Photo by Zara Castany

Photo by Zara Castany

If it isn’t saying too much, I’ll suggest that this is one of the points at which a viewer might get a vibe of something religious. It’s a feeling that comes from the confrontation of a great piece of art, or a really good piece of art, or even maybe just something forged of real strain and dedication. And it prompts this idea that maybe, in the creation of beautiful things whose truths come from our hands without our even knowing it, we are channeling something constant, universal, lovely, awful, fearful, revelatory and phenomenally solitary. That the artist, getting in touch with her unconscious and exploring her most personal and intimate passions, is — by that very route of self-exploration — encountering something infinitely more vast and relatable and universal than one could ever hope to reap by looking outward. That we the viewers can experience this with no less significance and, indeed, perhaps more significance when we confront it and search for those meanings, whether they exist there or not. And when we find those truths, whether they exist there or not.

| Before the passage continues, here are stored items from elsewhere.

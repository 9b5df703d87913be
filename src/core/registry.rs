//! Registry of object kinds known to the store.
//!
//! A [`KindRegistry`] is built once at startup and shared by reference with
//! every component that needs to resolve kinds; nothing registers kinds
//! implicitly.

use std::collections::HashMap;

use super::error::StoreError;

/// Static description of an object kind.
#[derive(Debug, Clone, Copy, PartialEq, Eq, Hash)]
pub struct KindDescriptor {
    pub kind: &'static str,
    pub api_version: &'static str,
    pub namespaced: bool,
}

impl KindDescriptor {
    /// The namespace an object of this kind lives in, given a requested one.
    pub fn scope<'a>(&self, namespace: Option<&'a str>) -> Option<&'a str> {
        if self.namespaced { namespace } else { None }
    }
}

pub const BACKUP_JOB: KindDescriptor = KindDescriptor {
    kind: "VolumeSnapshotBackup",
    api_version: "datamover.oadp.openshift.io/v1alpha1",
    namespaced: true,
};

pub const RESTORE_JOB: KindDescriptor = KindDescriptor {
    kind: "VolumeSnapshotRestore",
    api_version: "datamover.oadp.openshift.io/v1alpha1",
    namespaced: true,
};

pub const PERSISTENT_VOLUME_CLAIM: KindDescriptor = KindDescriptor {
    kind: "PersistentVolumeClaim",
    api_version: "v1",
    namespaced: true,
};

pub const POD: KindDescriptor = KindDescriptor {
    kind: "Pod",
    api_version: "v1",
    namespaced: true,
};

pub const SECRET: KindDescriptor = KindDescriptor {
    kind: "Secret",
    api_version: "v1",
    namespaced: true,
};

pub const VOLUME_SNAPSHOT: KindDescriptor = KindDescriptor {
    kind: "VolumeSnapshot",
    api_version: "snapshot.storage.k8s.io/v1",
    namespaced: true,
};

pub const VOLUME_SNAPSHOT_CONTENT: KindDescriptor = KindDescriptor {
    kind: "VolumeSnapshotContent",
    api_version: "snapshot.storage.k8s.io/v1",
    namespaced: false,
};

pub const REPLICATION_SOURCE: KindDescriptor = KindDescriptor {
    kind: "ReplicationSource",
    api_version: "volsync.backube/v1alpha1",
    namespaced: true,
};

pub const REPLICATION_DESTINATION: KindDescriptor = KindDescriptor {
    kind: "ReplicationDestination",
    api_version: "volsync.backube/v1alpha1",
    namespaced: true,
};

const DEFAULT_KINDS: [KindDescriptor; 9] = [
    BACKUP_JOB,
    RESTORE_JOB,
    PERSISTENT_VOLUME_CLAIM,
    POD,
    SECRET,
    VOLUME_SNAPSHOT,
    VOLUME_SNAPSHOT_CONTENT,
    REPLICATION_SOURCE,
    REPLICATION_DESTINATION,
];

#[derive(Debug, Clone, Default)]
pub struct KindRegistry {
    kinds: HashMap<&'static str, KindDescriptor>,
}

impl KindRegistry {
    pub fn new() -> Self {
        Self::default()
    }

    /// A registry holding the job kinds and every kind they stage.
    pub fn with_defaults() -> Self {
        let mut registry = Self::new();
        for kind in DEFAULT_KINDS {
            registry.register(kind);
        }
        registry
    }

    pub fn register(&mut self, kind: KindDescriptor) -> &mut Self {
        self.kinds.insert(kind.kind, kind);
        self
    }

    pub fn lookup(&self, kind: &str) -> Result<&KindDescriptor, StoreError> {
        self.kinds
            .get(kind)
            .ok_or_else(|| StoreError::UnknownKind(kind.to_string()))
    }

    pub fn contains(&self, kind: &str) -> bool {
        self.kinds.contains_key(kind)
    }
}

/// The part a staged resource plays for its job.
#[derive(Debug, Clone, Copy, PartialEq, Eq, Hash)]
pub enum StagedRole {
    ClonedClaim,
    MountPod,
    ClonedSnapshot,
    ClonedSnapshotContent,
    Credential,
    TransferTrigger,
}

/// One deletable staged kind: how to find it in bulk (by kind and owner
/// label) and by name (through its role).
#[derive(Debug, Clone, Copy, PartialEq, Eq)]
pub struct StagedKind {
    pub kind: KindDescriptor,
    pub role: StagedRole,
}

pub const BACKUP_STAGED_KINDS: &[StagedKind] = &[
    StagedKind {
        kind: PERSISTENT_VOLUME_CLAIM,
        role: StagedRole::ClonedClaim,
    },
    StagedKind {
        kind: POD,
        role: StagedRole::MountPod,
    },
    StagedKind {
        kind: VOLUME_SNAPSHOT,
        role: StagedRole::ClonedSnapshot,
    },
    StagedKind {
        kind: VOLUME_SNAPSHOT_CONTENT,
        role: StagedRole::ClonedSnapshotContent,
    },
    StagedKind {
        kind: SECRET,
        role: StagedRole::Credential,
    },
    StagedKind {
        kind: REPLICATION_SOURCE,
        role: StagedRole::TransferTrigger,
    },
];

pub const RESTORE_STAGED_KINDS: &[StagedKind] = &[
    StagedKind {
        kind: PERSISTENT_VOLUME_CLAIM,
        role: StagedRole::ClonedClaim,
    },
    StagedKind {
        kind: SECRET,
        role: StagedRole::Credential,
    },
    StagedKind {
        kind: REPLICATION_DESTINATION,
        role: StagedRole::TransferTrigger,
    },
];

This’ll start sounding over-the-top now, I know, attributing grand powers to the skillset of an artist in her mid-twenties who, though irrefutably talented (prodigiously so, I think most would agree), is almost not even out the door yet in terms of her craft’s evolution. She’s young and not a full two years out of college and so there’s no telling what the change of environment will do to influence her ideas, her aesthetic. But what comes through in this, her first series out of the college milieu, is that her ideas and hangups and concerns are all pretty much the same. She tells me, in going over this new piece, that she tried, at first, to keep animals out of it, or to at least not focus on animals too much, but that ultimately the temptation became too much and so she talks to me now about having to just surrender to herself on such things and say, This is what I care about, this is what I love, let me not fight it. So there are animals now. Animals whose presence in this particular painting elucidate its ideas and imbue it with pathos and make it ever more distinctly a work from her hand. So goes the process by which a developing artist comes to terms with herself, communicates with and confronts herself, all by accident, mostly against her will, but inevitably, and wonderfully, and endlessly.